**Exercise directions:**
Work out how many lines below contain "NodeRc". Provide only the figure.

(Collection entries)
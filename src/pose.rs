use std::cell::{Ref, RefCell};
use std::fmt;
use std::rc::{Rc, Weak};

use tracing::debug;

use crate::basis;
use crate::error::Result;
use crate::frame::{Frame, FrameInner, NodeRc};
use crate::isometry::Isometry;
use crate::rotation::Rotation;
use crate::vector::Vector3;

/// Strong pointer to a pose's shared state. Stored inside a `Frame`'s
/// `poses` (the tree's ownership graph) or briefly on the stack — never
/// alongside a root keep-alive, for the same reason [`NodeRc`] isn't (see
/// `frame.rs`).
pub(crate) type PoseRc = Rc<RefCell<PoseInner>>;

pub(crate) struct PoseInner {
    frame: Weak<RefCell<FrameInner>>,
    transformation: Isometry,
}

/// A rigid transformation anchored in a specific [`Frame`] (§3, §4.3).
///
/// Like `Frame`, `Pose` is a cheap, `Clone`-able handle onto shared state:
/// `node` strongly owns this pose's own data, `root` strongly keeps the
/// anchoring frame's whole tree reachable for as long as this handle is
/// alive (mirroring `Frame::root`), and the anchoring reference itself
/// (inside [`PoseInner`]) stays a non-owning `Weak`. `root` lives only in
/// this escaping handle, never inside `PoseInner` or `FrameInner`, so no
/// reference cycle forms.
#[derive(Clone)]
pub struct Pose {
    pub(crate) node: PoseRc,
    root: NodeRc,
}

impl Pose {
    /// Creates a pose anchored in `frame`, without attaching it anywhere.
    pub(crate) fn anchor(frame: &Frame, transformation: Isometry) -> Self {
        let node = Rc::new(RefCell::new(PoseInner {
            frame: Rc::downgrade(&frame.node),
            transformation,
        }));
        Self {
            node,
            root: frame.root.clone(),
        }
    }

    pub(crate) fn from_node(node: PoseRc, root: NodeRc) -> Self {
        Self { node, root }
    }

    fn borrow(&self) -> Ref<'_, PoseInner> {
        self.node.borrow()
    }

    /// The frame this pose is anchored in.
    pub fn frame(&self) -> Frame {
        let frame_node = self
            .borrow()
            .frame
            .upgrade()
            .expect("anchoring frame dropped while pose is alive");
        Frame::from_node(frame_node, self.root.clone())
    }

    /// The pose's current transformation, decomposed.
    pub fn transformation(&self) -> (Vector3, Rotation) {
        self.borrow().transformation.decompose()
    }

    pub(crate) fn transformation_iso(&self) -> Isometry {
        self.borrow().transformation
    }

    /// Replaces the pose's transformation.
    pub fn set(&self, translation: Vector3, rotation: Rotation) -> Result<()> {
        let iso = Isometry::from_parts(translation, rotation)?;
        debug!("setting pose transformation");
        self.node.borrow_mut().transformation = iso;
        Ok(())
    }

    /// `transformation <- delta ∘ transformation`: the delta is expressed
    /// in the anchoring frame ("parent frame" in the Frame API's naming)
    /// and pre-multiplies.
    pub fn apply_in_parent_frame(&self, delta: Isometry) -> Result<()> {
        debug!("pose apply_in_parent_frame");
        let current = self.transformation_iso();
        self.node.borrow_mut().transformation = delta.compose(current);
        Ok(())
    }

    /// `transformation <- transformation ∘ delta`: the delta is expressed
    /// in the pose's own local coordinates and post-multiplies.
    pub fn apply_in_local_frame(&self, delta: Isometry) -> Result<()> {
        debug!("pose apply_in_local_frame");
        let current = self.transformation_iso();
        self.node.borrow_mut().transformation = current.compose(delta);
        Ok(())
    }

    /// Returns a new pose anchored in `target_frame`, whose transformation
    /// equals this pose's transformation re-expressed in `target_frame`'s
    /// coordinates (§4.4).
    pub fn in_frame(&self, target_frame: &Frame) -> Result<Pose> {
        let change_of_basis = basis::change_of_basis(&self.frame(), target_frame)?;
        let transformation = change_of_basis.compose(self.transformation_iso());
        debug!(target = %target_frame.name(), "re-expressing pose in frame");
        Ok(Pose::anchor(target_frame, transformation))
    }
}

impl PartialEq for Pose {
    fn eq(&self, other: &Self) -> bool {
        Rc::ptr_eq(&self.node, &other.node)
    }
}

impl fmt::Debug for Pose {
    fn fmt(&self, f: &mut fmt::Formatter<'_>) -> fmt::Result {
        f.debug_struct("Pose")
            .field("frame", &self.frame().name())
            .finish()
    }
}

**Task output:**
4